Is there a cipher suite "translator"

No, afaik.

Also, if it is supposed to be readable and helpful for non-tech people, each translation might be a book for itself, explaining each part of those strings, it's up- and down sides in painful detail.

Just in case you didn't know, rfc 5246 currently covers this format and includes a table with cipher suites that might send you down a helpful track.

Your example

TLS_ECDHE_ECDSA_WITH_AES_256_GCM_SHA384_P384

means "TLS using ECDHE_ECDSA with the elliptic curve P384 for key exchange, encrypting the connection using AES_256 in GCM while using SHA384 as PRF."

As you can see from following the links, there is no 'easy' understanding of the used acronyms themselves. Yet the general syntax is

TLS_nameOfKeyExchange_WITH_nameOfBlockCipherAndMode_nameOfPRFForMAC_addinionalExtensions

As you see from my edit, the inference sometimes fails horribly, too;)


The IANA maintains the official registry for defined cipher suites. Each cipher suite is a 16-bit identifier; the "symbolic name" is not nominally standard; most implementations use the names indicated in the registry, but sometimes not, like OpenSSL. OpenSSL has its own naming scheme.

With the IANA registry, you can look up the cipher suite name, which will point you to the RFC that defines that specific cipher suite. It is still up to you to read that RFC to get the actual details.

Now the puzzler is that the string you give is not one of these semi-standard names. It has an extra "_P384" at the end. If you understand the underlying crypto, then you can infer that the "P384" suffix probably relates to NIST standard elliptic curve P-384, defined in FIPS 186-4. So your example, "TLS_ECDHE_ECDSA_WITH_AES_256_GCM_SHA384_P384", would be "TLS_ECDHE_ECDSA_WITH_AES_256_GCM_SHA384" as defined in RFC 5289, used with that elliptic curve.

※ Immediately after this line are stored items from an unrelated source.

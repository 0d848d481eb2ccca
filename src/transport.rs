//! The outbound HTTP boundary.
//!
//! The gateway talks to the vendor through [`VendorTransport`] so the request
//! cycle can be exercised without a network.

use crate::error::Result;
use crate::translate::bedrock_types::InvokeRequest;
use async_trait::async_trait;
use std::time::Duration;

/// One outbound vendor call.
#[derive(Debug, Clone)]
pub struct VendorCall {
    pub url: String,
    /// Full `Authorization` header value
    pub authorization: String,
    pub payload: InvokeRequest,
    pub timeout: Duration,
}

/// Raw vendor reply; status and body are interpreted by the caller.
#[derive(Debug, Clone)]
pub struct VendorReply {
    pub status: u16,
    pub body: String,
}

#[async_trait]
pub trait VendorTransport: Send + Sync {
    async fn send(&self, call: VendorCall) -> Result<VendorReply>;
}

pub struct ReqwestTransport {
    client: reqwest::Client,
}

impl ReqwestTransport {
    pub fn new(client: reqwest::Client) -> Self {
        Self { client }
    }
}

#[async_trait]
impl VendorTransport for ReqwestTransport {
    async fn send(&self, call: VendorCall) -> Result<VendorReply> {
        tracing::debug!(url = %call.url, "Sending invoke request");

        let response = self
            .client
            .post(&call.url)
            .header("Authorization", &call.authorization)
            .header("Content-Type", "application/json")
            .timeout(call.timeout)
            .json(&call.payload)
            .send()
            .await?;

        let status = response.status().as_u16();
        let body = response.text().await?;

        Ok(VendorReply { status, body })
    }
}
//! The opaque bearer credential forwarded to the vendor.
//!
//! The raw string is what goes on the wire. Credentials minted for the
//! managed runtime carry a `bedrock-api-key-` prefix followed by a base64
//! blob; that blob is decoded once for diagnostics and otherwise unused.

use crate::error::{GatewayError, Result};
use base64::alphabet;
use base64::engine::{DecodePaddingMode, GeneralPurpose, GeneralPurposeConfig};
use base64::Engine as _;
use std::fmt;

pub const CREDENTIAL_PREFIX: &str = "bedrock-api-key-";

const TOLERANT: GeneralPurpose = GeneralPurpose::new(
    &alphabet::STANDARD,
    GeneralPurposeConfig::new().with_decode_padding_mode(DecodePaddingMode::Indifferent),
);

#[derive(Clone)]
pub struct Credential {
    raw: String,
    decoded_target: Option<String>,
}

impl Credential {
    /// Wrap a raw credential string. Empty strings are treated as absent.
    pub fn new(raw: String) -> Option<Self> {
        if raw.is_empty() {
            return None;
        }
        let decoded_target = decode_embedded_target(&raw).ok();
        Some(Self {
            raw,
            decoded_target,
        })
    }

    /// The undecoded credential, exactly as configured.
    pub fn raw(&self) -> &str {
        &self.raw
    }

    pub fn bearer(&self) -> String {
        format!("Bearer {}", self.raw)
    }

    pub fn decoded_target(&self) -> Option<&str> {
        self.decoded_target.as_deref()
    }
}

impl fmt::Debug for Credential {
    fn fmt(&self, f: &mut fmt::Formatter<'_>) -> fmt::Result {
        f.debug_struct("Credential")
            .field("raw", &"[REDACTED]")
            .field("decodable", &self.decoded_target.is_some())
            .finish()
    }
}

/// Strip the known prefix and base64-decode the remainder.
/// Padding is optional: any number of trailing `=` is accepted.
pub fn decode_embedded_target(raw: &str) -> Result<String> {
    let encoded = raw.strip_prefix(CREDENTIAL_PREFIX).unwrap_or(raw);
    let bytes = TOLERANT
        .decode(encoded.trim_end_matches('='))
        .map_err(|e| GatewayError::credential(format!("credential is not base64: {e}")))?;
    String::from_utf8(bytes)
        .map_err(|e| GatewayError::credential(format!("credential is not UTF-8: {e}")))
}
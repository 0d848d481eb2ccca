//! Wire types for Anthropic models served through the Bedrock runtime
//! `InvokeModel` endpoint.

use serde::{Deserialize, Serialize};

pub const ANTHROPIC_VERSION: &str = "bedrock-2023-05-31";
pub const MAX_TOKENS: u64 = 1000;

pub const BEDROCK_REGION: &str = "eu-central-1";
pub const BEDROCK_MODEL_ID: &str = "eu.anthropic.claude-sonnet-4-5-20250929-v1:0";

pub fn default_invoke_url() -> String {
    format!("https://bedrock-runtime.{BEDROCK_REGION}.amazonaws.com/model/{BEDROCK_MODEL_ID}/invoke")
}

// ---------------------------------------------------------------------------
// Request types (what we send TO the vendor)
// ---------------------------------------------------------------------------

/// Output of request translation: system prompt split out, turns converted
/// to content blocks.
#[derive(Debug, Clone, PartialEq)]
pub struct TranslatedPayload {
    pub system_prompt: Option<String>,
    pub messages: Vec<BedrockMessage>,
    pub max_tokens: u64,
}

#[derive(Debug, Clone, Serialize, Deserialize)]
pub struct InvokeRequest {
    pub anthropic_version: String,
    pub messages: Vec<BedrockMessage>,
    pub max_tokens: u64,
    #[serde(skip_serializing_if = "Option::is_none")]
    pub system: Option<String>,
}

impl From<TranslatedPayload> for InvokeRequest {
    fn from(payload: TranslatedPayload) -> Self {
        Self {
            anthropic_version: ANTHROPIC_VERSION.to_string(),
            messages: payload.messages,
            max_tokens: payload.max_tokens,
            system: payload.system_prompt,
        }
    }
}

#[derive(Debug, Clone, PartialEq, Serialize, Deserialize)]
pub struct BedrockMessage {
    pub role: Role,
    pub content: Vec<ContentBlock>,
}

#[derive(Debug, Clone, Copy, PartialEq, Eq, Serialize, Deserialize)]
#[serde(rename_all = "lowercase")]
pub enum Role {
    User,
    Assistant,
}

#[derive(Debug, Clone, PartialEq, Serialize, Deserialize)]
#[serde(tag = "type")]
pub enum ContentBlock {
    #[serde(rename = "text")]
    Text { text: String },
    #[serde(rename = "image")]
    Image { source: ImageSource },
}

#[derive(Debug, Clone, PartialEq, Serialize, Deserialize)]
pub struct ImageSource {
    #[serde(rename = "type")]
    pub source_type: String, // always "base64"
    pub media_type: String,
    pub data: String,
}

impl ContentBlock {
    pub fn text(text: impl Into<String>) -> Self {
        ContentBlock::Text { text: text.into() }
    }

    pub fn base64_image(media_type: impl Into<String>, data: impl Into<String>) -> Self {
        ContentBlock::Image {
            source: ImageSource {
                source_type: "base64".to_string(),
                media_type: media_type.into(),
                data: data.into(),
            },
        }
    }
}

// ---------------------------------------------------------------------------
// Response types (what we receive FROM the vendor)
// ---------------------------------------------------------------------------

#[derive(Debug, Clone, Default, Serialize, Deserialize)]
pub struct InvokeResponse {
    #[serde(default)]
    pub content: Vec<ResponseBlock>,
    #[serde(flatten)]
    pub extra: std::collections::HashMap<String, serde_json::Value>,
}

#[derive(Debug, Clone, Default, Serialize, Deserialize)]
pub struct ResponseBlock {
    #[serde(rename = "type", default, skip_serializing_if = "Option::is_none")]
    pub block_type: Option<String>,
    #[serde(default, skip_serializing_if = "Option::is_none")]
    pub text: Option<String>,
}

#[cfg(test)]
mod tests {
    use super::*;
    use serde_json::json;

    #[test]
    fn test_invoke_request_wire_shape() {
        let payload = TranslatedPayload {
            system_prompt: Some("Be brief".to_string()),
            messages: vec![BedrockMessage {
                role: Role::User,
                content: vec![
                    ContentBlock::text("look"),
                    ContentBlock::base64_image("image/png", "QUJD"),
                ],
            }],
            max_tokens: MAX_TOKENS,
        };

        let value = serde_json::to_value(InvokeRequest::from(payload)).unwrap();
        assert_eq!(
            value,
            json!({
                "anthropic_version": "bedrock-2023-05-31",
                "max_tokens": 1000,
                "system": "Be brief",
                "messages": [{
                    "role": "user",
                    "content": [
                        {"type": "text", "text": "look"},
                        {"type": "image", "source": {"type": "base64", "media_type": "image/png", "data": "QUJD"}}
                    ]
                }]
            })
        );
    }

    #[test]
    fn test_system_omitted_when_absent() {
        let payload = TranslatedPayload {
            system_prompt: None,
            messages: Vec::new(),
            max_tokens: MAX_TOKENS,
        };
        let value = serde_json::to_value(InvokeRequest::from(payload)).unwrap();
        assert!(value.get("system").is_none());
    }

    #[test]
    fn test_response_tolerates_extra_fields() {
        let resp: InvokeResponse = serde_json::from_value(json!({
            "id": "msg_1",
            "type": "message",
            "content": [{"type": "text", "text": "hi"}],
            "stop_reason": "end_turn"
        }))
        .unwrap();
        assert_eq!(resp.content[0].text.as_deref(), Some("hi"));
    }
}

Inferences can only get you so far. The "TLS_ECDHE_ECDSA" prefix means that the key exchange will use ECDHE (Elliptic-Curve Diffie-Hellman, Ephemeral) and the server will sign its half of ECDHE with its permanent private key (the one corresponding to the public key in the server certificate), and that signature will use ECDSA, a signature algorithm that operates in an elliptic curve. It is unclear whether the "P384" suffix designates the elliptic curve for ECDHE, for ECDSA, or for both (I suspect it is only for ECDHE, but that's just a hunch). This is the problem with non-standard terminology.

Thus, the source of information for understanding your cipher suite names should be the documentation for the tool that produces or consumes these names. Failing that, you are back to making your own conclusions.